Please Send Money provides young adults with the tools they need to navigate the tumultuous world of personal finance with smart advice from leading expert Dara Duguay, Director of Citigroup's Office of Financial Education. Dozens of eye-opening, real-life stories chronicle the financial mistakes commonly made by young people and present an array of solutions.

Duguay covers topics including:

--Avoiding the traps of easy credit
--How to manage car payments
--The dangers of using student loans for personal needs and wants
--Dealing with bankruptcy
--Overcoming material temptations

Please Send Money contains useful financial tools for determining budget, net worth, cost of credit, and safe debt levels. It's a book that no young adult should be without.


Editorial Reviews

About the Author

Dara Duguay, the Director of Citigroup's Office of Financial Education, has been involved with the issue of financial literacy for over a dozen years. She is the former Executive Director of the non-profit Jump$tart Coalition for Personal Financial Literacy in Washington, DC.

Excerpt. © Reprinted by permission. All rights reserved.

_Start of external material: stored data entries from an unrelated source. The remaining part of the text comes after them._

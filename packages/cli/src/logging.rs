// ABOUTME: Tracing subscriber setup for the itms binary
// ABOUTME: RUST_LOG wins when set; otherwise warnings only, or ITMS debug output with --verbose

use tracing_subscriber::EnvFilter;

/// Filter used when `RUST_LOG` is not set
pub fn default_directives(verbose: bool) -> &'static str {
    if verbose {
        "warn,itms=debug,itms_cli=debug,itms_client=debug,itms_controllers=debug"
    } else {
        "warn"
    }
}

/// Install the global subscriber, writing to stderr so tables on stdout stay clean
pub fn init(verbose: bool) {
    let filter = EnvFilter::try_from_default_env()
        .unwrap_or_else(|_| EnvFilter::new(default_directives(verbose)));

    // A second init (tests) is harmless
    let _ = tracing_subscriber::fmt()
        .with_env_filter(filter)
        .with_writer(std::io::stderr)
        .with_target(false)
        .compact()
        .try_init();
}

#[cfg(test)]
mod tests {
    use super::*;

    #[test]
    fn test_default_directives_parse() {
        for verbose in [false, true] {
            assert!(EnvFilter::try_new(default_directives(verbose)).is_ok());
        }
        assert!(default_directives(true).contains("itms_client=debug"));
    }
}
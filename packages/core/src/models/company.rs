// ABOUTME: Company records offered when picking the client of a project

use serde::{Deserialize, Serialize};

#[derive(Debug, Clone, PartialEq, Serialize, Deserialize)]
#[serde(rename_all = "camelCase")]
pub struct Company {
    pub id: i64,
    pub name: String,
    #[serde(default)]
    pub business_number: Option<String>,
    #[serde(default)]
    pub ceo_name: Option<String>,
    #[serde(default)]
    pub address: Option<String>,
    #[serde(default)]
    pub phone_number: Option<String>,
}
//! HTTP transport shared by every resource and endpoint client

use reqwest::{Client, Method, Response, StatusCode};
use serde::{de::DeserializeOwned, Serialize};
use serde_json::Value;

use itms_core::constants::AUTH_REFRESH_PATH;
use itms_core::models::auth::{RefreshTokenRequest, RefreshTokenResponse};
use itms_core::ApiError;

use crate::auth::AuthContext;
use crate::config::ClientConfig;
use crate::error::{ClientError, ClientResult};

/// Paths whose 401 means "bad credentials" rather than "stale token"
const NO_REFRESH_PATHS: &[&str] = &["/auth/login", AUTH_REFRESH_PATH];

/// Query string and JSON body of one request.
///
/// Both are captured as owned values so the request can be sent again
/// after a token refresh.
#[derive(Debug, Clone, Default, PartialEq)]
pub struct RequestOptions {
    pub query: Vec<(String, String)>,
    pub body: Option<Value>,
}

impl RequestOptions {
    pub fn new() -> Self {
        Self::default()
    }

    /// Encode a serializable record as query parameters
    pub fn query<Q: Serialize + ?Sized>(mut self, query: &Q) -> ClientResult<Self> {
        let value = serde_json::to_value(query)?;
        self.query.extend(encode_query(&value));
        Ok(self)
    }

    /// Attach a JSON body
    pub fn json<B: Serialize + ?Sized>(mut self, body: &B) -> ClientResult<Self> {
        self.body = Some(serde_json::to_value(body)?);
        Ok(self)
    }
}

/// Flatten a JSON object into query pairs.
///
/// Nulls and empty strings are dropped and arrays become repeated keys.
pub fn encode_query(value: &Value) -> Vec<(String, String)> {
    let Value::Object(map) = value else {
        return Vec::new();
    };

    let mut pairs = Vec::new();
    for (key, value) in map {
        match value {
            Value::Array(items) => {
                for item in items {
                    if let Some(scalar) = scalar_to_string(item) {
                        pairs.push((key.clone(), scalar));
                    }
                }
            }
            other => {
                if let Some(scalar) = scalar_to_string(other) {
                    pairs.push((key.clone(), scalar));
                }
            }
        }
    }
    pairs
}

fn scalar_to_string(value: &Value) -> Option<String> {
    match value {
        Value::String(s) if s.is_empty() => None,
        Value::String(s) => Some(s.clone()),
        Value::Number(n) => Some(n.to_string()),
        Value::Bool(b) => Some(b.to_string()),
        Value::Null | Value::Array(_) | Value::Object(_) => None,
    }
}

/// Configured HTTP client plus the session's [`AuthContext`]
#[derive(Clone, Debug)]
pub struct Transport {
    http: Client,
    config: ClientConfig,
    auth: AuthContext,
}

impl Transport {
    /// Create a transport for `config`; requests authenticate through `auth`
    pub fn new(config: ClientConfig, auth: AuthContext) -> ClientResult<Self> {
        config.validate()?;

        let http = Client::builder()
            .timeout(config.timeout)
            .build()
            .map_err(|e| ClientError::config(format!("Failed to build HTTP client: {}", e)))?;

        Ok(Self { http, config, auth })
    }

    pub fn auth(&self) -> &AuthContext {
        &self.auth
    }

    pub fn config(&self) -> &ClientConfig {
        &self.config
    }

    /// Send a request and return the successful response.
    ///
    /// A 401/403 triggers one token refresh and one retransmission; every
    /// other failure status is normalized into a [`ClientError`].
    pub async fn send(
        &self,
        method: Method,
        path: &str,
        options: RequestOptions,
    ) -> ClientResult<Response> {
        let response = self.dispatch(&method, path, &options).await?;

        if is_auth_status(response.status()) && !NO_REFRESH_PATHS.contains(&path) {
            let status = response.status();
            let original = read_error_body(response).await;

            if !self.try_refresh().await {
                return Err(ClientError::Auth(original));
            }

            tracing::debug!("Retrying {} {} after refresh (was {})", method, path, status);
            let retry = self.dispatch(&method, path, &options).await?;
            return check_status(retry).await;
        }

        check_status(response).await
    }

    /// Send a request and decode the JSON response body
    pub async fn request<T: DeserializeOwned>(
        &self,
        method: Method,
        path: &str,
        options: RequestOptions,
    ) -> ClientResult<T> {
        let response = self.send(method, path, options).await?;
        let bytes = response.bytes().await?;
        serde_json::from_slice(&bytes).map_err(|e| {
            ClientError::InvalidResponse(format!("Unexpected body from {}: {}", path, e))
        })
    }

    /// Send a request whose response body is ignored
    pub async fn execute(
        &self,
        method: Method,
        path: &str,
        options: RequestOptions,
    ) -> ClientResult<()> {
        self.send(method, path, options).await?;
        Ok(())
    }

    pub async fn get<T: DeserializeOwned>(&self, path: &str) -> ClientResult<T> {
        self.request(Method::GET, path, RequestOptions::new()).await
    }

    pub async fn post<B, T>(&self, path: &str, body: &B) -> ClientResult<T>
    where
        B: Serialize + ?Sized,
        T: DeserializeOwned,
    {
        self.request(Method::POST, path, RequestOptions::new().json(body)?)
            .await
    }

    pub async fn put<B, T>(&self, path: &str, body: &B) -> ClientResult<T>
    where
        B: Serialize + ?Sized,
        T: DeserializeOwned,
    {
        self.request(Method::PUT, path, RequestOptions::new().json(body)?)
            .await
    }

    /// Exchange the stored refresh token for a new access token.
    ///
    /// The refresh call goes out without a bearer header. A rejected refresh
    /// token is forgotten so the session reads as signed out.
    pub async fn refresh(&self) -> ClientResult<RefreshTokenResponse> {
        let refresh_token = self
            .auth
            .refresh_token()
            .await
            .ok_or_else(|| ClientError::auth("No refresh token available. Please log in"))?;

        tracing::info!("Refreshing access token");
        let response = self
            .http
            .post(self.config.endpoint(AUTH_REFRESH_PATH))
            .json(&RefreshTokenRequest { refresh_token })
            .send()
            .await?;

        if !response.status().is_success() {
            let error = read_error_body(response).await;
            tracing::warn!("Token refresh rejected: {}", error);
            if let Err(e) = self.auth.clear().await {
                tracing::warn!("Could not clear rejected tokens: {}", e);
            }
            return Err(ClientError::Auth(error));
        }

        let bytes = response.bytes().await?;
        let tokens: RefreshTokenResponse = serde_json::from_slice(&bytes)?;
        self.auth
            .update_access_token(tokens.access_token.clone(), tokens.refresh_token.clone())
            .await?;

        Ok(tokens)
    }

    async fn try_refresh(&self) -> bool {
        match self.refresh().await {
            Ok(_) => true,
            Err(e) => {
                tracing::warn!("Token refresh failed: {}", e);
                false
            }
        }
    }

    async fn dispatch(
        &self,
        method: &Method,
        path: &str,
        options: &RequestOptions,
    ) -> ClientResult<Response> {
        let mut request = self
            .http
            .request(method.clone(), self.config.endpoint(path));

        if !options.query.is_empty() {
            request = request.query(&options.query);
        }
        if let Some(body) = &options.body {
            request = request.json(body);
        }
        if let Some(token) = self.auth.access_token().await {
            request = request.bearer_auth(token);
        }

        let response = request.send().await?;
        tracing::debug!("{} {} -> {}", method, path, response.status());
        Ok(response)
    }
}

fn is_auth_status(status: StatusCode) -> bool {
    status == StatusCode::UNAUTHORIZED || status == StatusCode::FORBIDDEN
}

async fn check_status(response: Response) -> ClientResult<Response> {
    let status = response.status();
    if status.is_success() {
        return Ok(response);
    }

    let error = read_error_body(response).await;
    Err(match status {
        s if is_auth_status(s) => ClientError::Auth(error),
        StatusCode::NOT_FOUND => ClientError::NotFound(error),
        _ if error.is_not_found() => ClientError::NotFound(error),
        _ => ClientError::Api {
            status: status.as_u16(),
            error,
        },
    })
}

/// Decode an error body, synthesizing one when it is not an ApiError
async fn read_error_body(response: Response) -> ApiError {
    let status = response.status().as_u16();
    match response.bytes().await {
        Ok(bytes) => serde_json::from_slice::<ApiError>(&bytes)
            .unwrap_or_else(|_| ApiError::unknown(status)),
        Err(e) => {
            tracing::debug!("Could not read error body: {}", e);
            ApiError::unknown(status)
        }
    }
}

#[cfg(test)]
mod tests {
    use super::*;
    use pretty_assertions::assert_eq;
    use serde_json::json;

    #[test]
    fn test_encode_query_drops_null_and_empty() {
        let mut pairs = encode_query(&json!({
            "page": 0,
            "size": 10,
            "search": "",
            "status": null,
            "isActive": true
        }));
        pairs.sort();

        assert_eq!(
            pairs,
            vec![
                ("isActive".to_string(), "true".to_string()),
                ("page".to_string(), "0".to_string()),
                ("size".to_string(), "10".to_string()),
            ]
        );
    }

    #[test]
    fn test_encode_query_repeats_array_keys() {
        let pairs = encode_query(&json!({ "approverIds": [3, 5, null, ""] }));
        assert_eq!(
            pairs,
            vec![
                ("approverIds".to_string(), "3".to_string()),
                ("approverIds".to_string(), "5".to_string()),
            ]
        );
    }

    #[test]
    fn test_encode_query_ignores_non_objects() {
        assert!(encode_query(&json!("plain")).is_empty());
    }

    #[test]
    fn test_request_options_capture_body_for_resend() {
        let options = RequestOptions::new()
            .json(&json!({ "name": "Core" }))
            .unwrap()
            .query(&json!({ "page": 1 }))
            .unwrap();

        let copy = options.clone();
        assert_eq!(copy.body, Some(json!({ "name": "Core" })));
        assert_eq!(copy.query, vec![("page".to_string(), "1".to_string())]);
    }
}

The Three R's of College: Reading, 'Riting and Revolving Debt

The college years are probably the first time in your life where your parents will not constantly monitor you. The hour you go to sleep or wake up, your activities, what you eat, whom you hang out with, and how you spend your money become your decisions, not theirs. This newfound independence can be quite liberating, as your parents' rules and guidance are no longer controlling your life to the extent they used to. However, this may cause you to make decisions that you are not truly knowledgeable about, just because you can.

Decisions involving credit cards will be yours as long as you are at least eighteen years old. Prior to this age, any credit cards you may have had were in your parents' name. Even though you were able to use the card, it still was your parents' account. Once you reach a legal age though, the card becomes yours and so does the liability.

You are free to have as many credit cards as you can obtain with a credit limit as high as you can qualify for. But being responsible for making spending decisions on your own also means being responsible for repaying the debt you've accumulated. You'll find that your freedom in choosing how to spend your available credit does not apply to your freedom in choosing how and when to repay it. There are payment deadlines and set amounts that you are required to repay. With as many as one third of college graduates having problems with credit card debt, your credit obligations should be carefully considered prior to getting that first card.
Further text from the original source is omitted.